Okta now manages third-party devices accessing its customer support tools

Identity and access management provider Okta says a cyber attacker accessed data from just two customers, not 366 as originally feared, after a computer at a support provider was hacked third party by the Lapsus dollar extortion gang.

In a report on Wednesday, Okta security chief David Bradbury said the January attack on customer service provider Sitel lasted just 25 minutes. “During this limited window of time, the threat actor accessed two active client tenants in the SuperUser app (which we notified separately) and accessed limited additional information in certain other apps like Slack and Jira which do not cannot be used to perform actions in Okta tenant clients,” he wrote.

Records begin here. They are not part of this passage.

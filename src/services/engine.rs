//! Scheduling engine: the collaborators and policy shared by slot search and
//! route sequencing.

use std::future::Future;
use std::sync::Arc;
use std::time::Duration;

use anyhow::Result;
use tokio_util::sync::CancellationToken;

use crate::config::SchedulingPolicy;
use crate::defaults::DEFAULT_STORE_TIMEOUT_SECS;
use crate::error::SchedulingError;
use crate::services::civil_time::{calendar_for, CivilCalendar};
use crate::services::clock::{Clock, ClockGuard, SystemClock};
use crate::services::geocoding::Geocoder;
use crate::services::reservation::{NoReservations, ReservationLock};
use crate::services::route_order::{NearestNeighborOrderer, RouteOrderer};
use crate::services::store::AvailabilityStore;

/// Per-request cancellation and deadline applied to store calls
#[derive(Debug, Clone)]
pub struct CallOptions {
    pub cancel: CancellationToken,
    pub timeout: Option<Duration>,
}

impl Default for CallOptions {
    fn default() -> Self {
        Self {
            cancel: CancellationToken::new(),
            timeout: Some(Duration::from_secs(DEFAULT_STORE_TIMEOUT_SECS)),
        }
    }
}

impl CallOptions {
    pub fn with_timeout(timeout: Duration) -> Self {
        Self {
            cancel: CancellationToken::new(),
            timeout: Some(timeout),
        }
    }
}

pub struct SchedulingEngine {
    pub(crate) store: Arc<dyn AvailabilityStore>,
    pub(crate) geocoder: Arc<dyn Geocoder>,
    pub(crate) orderer: Arc<dyn RouteOrderer>,
    pub(crate) reservations: Arc<dyn ReservationLock>,
    pub(crate) calendar: Arc<dyn CivilCalendar>,
    pub(crate) guard: ClockGuard,
    pub(crate) policy: SchedulingPolicy,
}

impl SchedulingEngine {
    pub fn new(
        store: Arc<dyn AvailabilityStore>,
        geocoder: Arc<dyn Geocoder>,
        policy: SchedulingPolicy,
    ) -> Self {
        Self {
            store,
            geocoder,
            orderer: Arc::new(NearestNeighborOrderer),
            reservations: Arc::new(NoReservations),
            calendar: calendar_for(&policy),
            guard: ClockGuard::new(&policy.timezone, Arc::new(SystemClock)),
            policy,
        }
    }

    pub fn with_clock(mut self, clock: Arc<dyn Clock>) -> Self {
        self.guard = ClockGuard::new(&self.policy.timezone, clock);
        self
    }

    pub fn with_orderer(mut self, orderer: Arc<dyn RouteOrderer>) -> Self {
        self.orderer = orderer;
        self
    }

    pub fn with_reservations(mut self, reservations: Arc<dyn ReservationLock>) -> Self {
        self.reservations = reservations;
        self
    }

    /// Run a store call under the request's cancellation token and deadline
    pub(crate) async fn call_store<T, F>(&self, opts: &CallOptions, operation: &'static str, call: F) -> Result<T>
    where
        F: Future<Output = Result<T>>,
    {
        let work = async move {
            match opts.timeout {
                Some(limit) => match tokio::time::timeout(limit, call).await {
                    Ok(result) => result,
                    Err(_) => Err(SchedulingError::DeadlineExceeded(operation).into()),
                },
                None => call.await,
            }
        };

        tokio::select! {
            biased;
            _ = opts.cancel.cancelled() => Err(SchedulingError::Cancelled(operation).into()),
            result = work => result,
        }
    }
}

Threat actor was unable to successfully perform Okta configuration changes, multi-factor authentication password resets, or customer support “impersonation” events , Bradbury said. The attacker was also unable to authenticate directly to Okta accounts.

Among a number of steps taken to improve customer confidence, Okta is ending its relationship with Sykes/Sitel and will now directly manage all third-party devices that access its customer support tools.

A section titled “Lessons Learned” included three categories:

1. Third-party risk management:

  • Okta said it is strengthening its procedures for auditing its sub-processors and will confirm that they comply with its new security requirements. “We will require contractors providing support services on behalf of Okta to adopt ‘Zero Trust’ security architectures,” the report states, “and authenticate through Okta’s IDAM solution. Okta for all workplace applications.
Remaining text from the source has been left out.